Si Donald Urbain Indingui estime que les Gabonais ne doivent pas céder le terrain aux non nationaux, c’est parce que, dit-il, ces derniers ne font que très peu bénéficier notre pays des retombées de leurs affaires. «Nos amis venus d’autres pays exploitent nos richesses sans nous, détiennent notre économie entre leurs mains, pratiquent la fuite des capitaux, et ne participent quasiment pas au développement de notre pays.»

Le patron d’International Pro Business, un cabinet de relations internationales et de réseautage d’affaires, ne cache pas sa colère quant aux nombreux départs enregistrés ces dernières années en raison de la crise. A Port-Gentil particulièrement, plusieurs PME étrangères exerçant notamment dans le secteur de la sous-traitance pétrolière ont quitté le Gabon.

«Ceux qui se faisaient passer pour nos «amis» avant la crise économique et financière, n’ont pas hésité à partir quand l’activité pétrolière a chuté, laissant de nombreux Gabonais sur le carreau, parfois sans solde de tout compte, sans paiement des cotisations sociales, sans solder leurs dettes fiscales auprès de l’Etat gabonais, sans même procéder à la radiation de leurs entreprises auprès du tribunal de commerce.
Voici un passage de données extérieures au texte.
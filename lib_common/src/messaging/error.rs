use std::time::Duration;

use thiserror::Error;

use super::transport::{ResourceKind, TransportError};
use crate::connections::manager::ConnectError;

/// Every error keeps the transport cause and names the action that failed.
#[derive(Debug, Error)]
pub enum MessagingError {
    #[error("failed to check if {kind} {name} exists: {source}")]
    ExistenceCheck {
        kind: ResourceKind,
        name: String,
        #[source]
        source: TransportError,
    },
    #[error("failed to create {kind} {name}: {source}")]
    Create {
        kind: ResourceKind,
        name: String,
        #[source]
        source: TransportError,
    },
    #[error("failed to publish message: {0}")]
    Publish(#[source] TransportError),
    #[error("publisher for topic {0} is closed")]
    PublisherClosed(String),
    #[error("deadline of {0:?} exceeded")]
    DeadlineExceeded(Duration),
    #[error("operation cancelled")]
    Cancelled,
    /// A terminal receive-loop error, as reported by the transport.
    #[error(transparent)]
    Transport(TransportError),
    #[error(transparent)]
    Connect(#[from] ConnectError),
    #[error("invalid messaging configuration: {0}")]
    Config(String),
}

impl MessagingError {
    /// Cancellation is driven by the caller and is not a failure.
    pub fn is_cancelled(&self) -> bool {
        matches!(self, MessagingError::Cancelled)
    }

    /// The transport error underneath, if any.
    pub fn transport_error(&self) -> Option<&TransportError> {
        match self {
            MessagingError::ExistenceCheck { source, .. } | MessagingError::Create { source, .. } => Some(source),
            MessagingError::Publish(source) | MessagingError::Transport(source) => Some(source),
            _ => None,
        }
    }

    pub fn is_not_found(&self) -> bool {
        self.transport_error().is_some_and(TransportError::is_not_found)
    }
}

#[cfg(test)]
mod tests {
    use super::*;

    #[test]
    fn test_messages_name_the_action() {
        let err = MessagingError::Create {
            kind: ResourceKind::Subscription,
            name: "billing".into(),
            source: TransportError::Backend("connection reset".into()),
        };
        assert_eq!(
            err.to_string(),
            "failed to create subscription billing: broker error: connection reset"
        );

        let err = MessagingError::Publish(TransportError::not_found(ResourceKind::Topic, "events"));
        assert_eq!(err.to_string(), "failed to publish message: topic events not found");
        assert!(err.is_not_found());
    }

    #[test]
    fn test_transport_errors_pass_through_unwrapped() {
        let err = MessagingError::Transport(TransportError::not_found(ResourceKind::Subscription, "gone"));
        assert_eq!(err.to_string(), "subscription gone not found");
        assert!(!err.is_cancelled());
        assert!(MessagingError::Cancelled.is_cancelled());
    }
}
Les «vrais amis» auraient pensé à se diversifier avec nous dans d’autres secteurs d’activité, mais rien du tout.»

Si Donald Urbain Indingui exhorte les Gabonais à se lancer dans l’entrepreneuriat, c’est parce que, assure-t-il, «le terrain économique qui s’est libéré» et «depuis quelques temps, l’Etat gabonais fait des efforts pour encourager l’amélioration de l’écosystème entrepreneurial par l’adoption d’un ensemble de textes». Il cite parmi les mesures incitatives la création du Fonds gabonais d’investissements stratégiques (FGIS), la mise en place du fonds «Okoumé Capital» et du Fonds d’initiative départemental (FID). Le jeune entrepreneur veut en finir avec un immobilisme qu’il considère comme une sorte d’«esclavage volontaire».